### Recorded data
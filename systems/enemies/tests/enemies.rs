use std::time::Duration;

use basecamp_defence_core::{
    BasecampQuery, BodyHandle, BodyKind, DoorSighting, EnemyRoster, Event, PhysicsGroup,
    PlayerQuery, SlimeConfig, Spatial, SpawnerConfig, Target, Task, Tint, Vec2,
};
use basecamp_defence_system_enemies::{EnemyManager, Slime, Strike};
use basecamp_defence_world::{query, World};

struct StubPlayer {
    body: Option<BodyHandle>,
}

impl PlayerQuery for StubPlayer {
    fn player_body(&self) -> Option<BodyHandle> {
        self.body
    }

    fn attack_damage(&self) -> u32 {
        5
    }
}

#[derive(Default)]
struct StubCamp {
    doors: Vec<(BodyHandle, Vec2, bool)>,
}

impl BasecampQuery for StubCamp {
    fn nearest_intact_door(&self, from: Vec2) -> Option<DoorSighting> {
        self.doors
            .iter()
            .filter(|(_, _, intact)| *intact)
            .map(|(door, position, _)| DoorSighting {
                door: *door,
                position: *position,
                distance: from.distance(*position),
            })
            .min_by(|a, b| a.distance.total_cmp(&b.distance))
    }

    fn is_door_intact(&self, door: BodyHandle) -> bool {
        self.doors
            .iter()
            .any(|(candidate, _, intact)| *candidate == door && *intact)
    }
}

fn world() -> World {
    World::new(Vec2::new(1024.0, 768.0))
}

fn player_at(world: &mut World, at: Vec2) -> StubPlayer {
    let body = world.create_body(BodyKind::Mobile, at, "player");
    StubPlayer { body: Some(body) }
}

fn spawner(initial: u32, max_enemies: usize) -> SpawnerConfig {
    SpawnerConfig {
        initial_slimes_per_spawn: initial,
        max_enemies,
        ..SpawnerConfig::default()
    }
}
--
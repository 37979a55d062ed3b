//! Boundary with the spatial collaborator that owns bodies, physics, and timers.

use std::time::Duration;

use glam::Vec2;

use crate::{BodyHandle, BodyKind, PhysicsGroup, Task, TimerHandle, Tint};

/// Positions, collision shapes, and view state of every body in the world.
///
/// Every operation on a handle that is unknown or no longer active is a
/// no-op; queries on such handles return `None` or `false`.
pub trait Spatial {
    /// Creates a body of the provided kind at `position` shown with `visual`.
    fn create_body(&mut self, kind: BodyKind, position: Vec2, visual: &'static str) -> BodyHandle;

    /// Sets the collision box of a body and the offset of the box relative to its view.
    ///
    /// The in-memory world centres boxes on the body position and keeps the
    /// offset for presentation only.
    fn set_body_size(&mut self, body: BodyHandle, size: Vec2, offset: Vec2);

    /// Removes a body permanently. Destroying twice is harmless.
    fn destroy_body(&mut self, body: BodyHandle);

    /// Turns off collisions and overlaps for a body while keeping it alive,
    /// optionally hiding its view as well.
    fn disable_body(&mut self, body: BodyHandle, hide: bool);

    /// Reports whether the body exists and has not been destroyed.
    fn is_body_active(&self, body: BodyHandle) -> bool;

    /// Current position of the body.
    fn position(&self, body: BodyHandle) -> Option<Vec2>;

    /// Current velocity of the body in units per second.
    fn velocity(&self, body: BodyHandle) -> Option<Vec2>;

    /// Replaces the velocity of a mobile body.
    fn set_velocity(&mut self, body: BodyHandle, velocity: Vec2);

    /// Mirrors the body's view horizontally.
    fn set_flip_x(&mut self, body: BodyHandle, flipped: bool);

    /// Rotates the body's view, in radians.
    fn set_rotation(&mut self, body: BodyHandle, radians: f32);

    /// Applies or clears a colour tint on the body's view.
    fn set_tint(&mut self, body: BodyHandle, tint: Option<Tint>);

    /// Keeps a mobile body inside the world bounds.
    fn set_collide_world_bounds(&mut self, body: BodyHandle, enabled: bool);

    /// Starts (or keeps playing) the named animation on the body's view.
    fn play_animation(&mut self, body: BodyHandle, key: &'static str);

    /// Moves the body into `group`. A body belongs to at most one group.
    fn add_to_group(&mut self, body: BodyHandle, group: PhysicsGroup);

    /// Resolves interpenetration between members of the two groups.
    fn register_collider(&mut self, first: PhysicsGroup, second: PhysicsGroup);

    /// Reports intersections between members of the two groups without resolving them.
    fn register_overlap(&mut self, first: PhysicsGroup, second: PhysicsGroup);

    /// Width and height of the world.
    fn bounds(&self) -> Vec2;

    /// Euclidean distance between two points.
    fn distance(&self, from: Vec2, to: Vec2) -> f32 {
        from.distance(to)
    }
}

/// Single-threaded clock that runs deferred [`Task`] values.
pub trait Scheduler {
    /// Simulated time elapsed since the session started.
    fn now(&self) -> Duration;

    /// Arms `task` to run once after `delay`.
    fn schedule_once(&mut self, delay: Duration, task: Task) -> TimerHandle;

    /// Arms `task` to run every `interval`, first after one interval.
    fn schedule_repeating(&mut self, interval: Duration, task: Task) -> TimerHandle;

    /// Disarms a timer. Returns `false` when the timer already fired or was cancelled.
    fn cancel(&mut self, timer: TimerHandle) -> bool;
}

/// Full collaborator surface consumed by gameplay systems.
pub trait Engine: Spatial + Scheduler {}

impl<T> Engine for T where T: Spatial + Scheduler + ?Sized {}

### Work instructions
When a line of the records holds the word "between", copy that line.

### Response for this exercise
    /// Resolves interpenetration between members of the two groups.
    /// Reports intersections between members of the two groups without resolving them.
    /// Euclidean distance between two points.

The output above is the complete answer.